Des habitudes paternelles et des traditions persévérantes prêtent, sans nul doute, une grande force de résistance à cette monarchie si admirablement construite et si habilement conservée au milieu de tant d’orages ; et lorsqu’on a vu s’opérer sans aucun changement ni dans la pensée dirigeante, ni dans ses instrumens, la succession d’un règne à l’autre, les états constitutionnels ont pu envier peut-être ce calme profond dans une transition qui, depuis si longtemps, préoccupait le monde politique.

Il a pu suffire des rares qualités heureusement réunies dans un seul homme pour maintenir l’édifice chancelant de la grandeur autrichienne. Mais s’il est donné au grand médecin de prolonger une longévité, il lui est interdit de lutter à toujours contre des vices organiques.
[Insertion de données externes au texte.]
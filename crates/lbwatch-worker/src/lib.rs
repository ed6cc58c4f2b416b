//! lbwatch-worker — the refresh loop and its shutdown coordination.
//!
//! The `RefreshWorker` polls a `SnapshotFetcher` on a fixed cadence,
//! translates each answer into gauge samples, and writes them to the shared
//! `Registry`. The coordinator stops it on a termination signal and only
//! then stops the exposition server.
//!
//! # Architecture
//!
//! ```text
//! coordinate()
//!   ├── wait for signal (or worker exiting on its own)
//!   ├── WorkerHandle::cancel() → watch channel
//!   ├── WorkerHandle::stopped() ← oneshot ack, bounded by ack_timeout
//!   └── stop_server() bounded by drain_timeout
//!
//! RefreshWorker::run()
//!   loop { sleep(Backoff::next_interval) → fetch → translate → apply }
//! ```
//!
//! # Error policy
//!
//! Transient fetch errors keep the last published values and back off
//! exponentially (interval → 2× per failure, capped). A permanent error
//! stops the worker with `WorkerExit::Fatal`.

pub mod backoff;
pub mod error;
pub mod lifecycle;
pub mod worker;

#[cfg(test)]
mod testing;

pub use backoff::Backoff;
pub use error::LifecycleError;
pub use lifecycle::{coordinate, ShutdownConfig};
pub use worker::{RefreshWorker, WorkerConfig, WorkerExit, WorkerHandle};
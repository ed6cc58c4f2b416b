//! Error types for worker and shutdown coordination.

use std::time::Duration;

use lbwatch_core::FetchError;
use thiserror::Error;

/// Ways the process lifecycle can end badly.
#[derive(Debug, Error)]
pub enum LifecycleError {
    #[error("refresh worker stopped on a permanent fetch error: {0}")]
    WorkerFatal(FetchError),

    #[error("refresh worker did not acknowledge shutdown within {0:?}")]
    AckTimeout(Duration),

    #[error("refresh worker exited without acknowledging shutdown")]
    WorkerLost,

    #[error("refresh worker acknowledgment was already observed")]
    AlreadyStopped,

    #[error("exposition server did not drain within {0:?}")]
    DrainTimeout(Duration),

    #[error("exposition server failed: {0}")]
    Server(#[from] std::io::Error),
}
Or, bien que le cabinet autrichien ait su maintenir son importance en Europe, depuis 1815, en exploitant les craintes inspirées aux gouvernemens par les progrès du principe libéral, quelle est au fond sa véritable situation en Allemagne ? quelle est sa force propre et permanente ?

La Prusse, sous les dehors d’une amitié de commande, et fidèle à un rôle permanent dont ne détournent jamais des préoccupations temporaires, s’efforce de détacher de plus en plus de l’Autriche les sympathies des peuples allemands ; elle se pose comme seule expression de la nationalité germanique, et les lignes de ses douanes s’avancent de toutes parts jusqu’aux frontières de cet empire. Vers Berlin inclinent les espérances des cabinets ambitieux, qui préfèrent l’avenir sans passé au passé sans avenir.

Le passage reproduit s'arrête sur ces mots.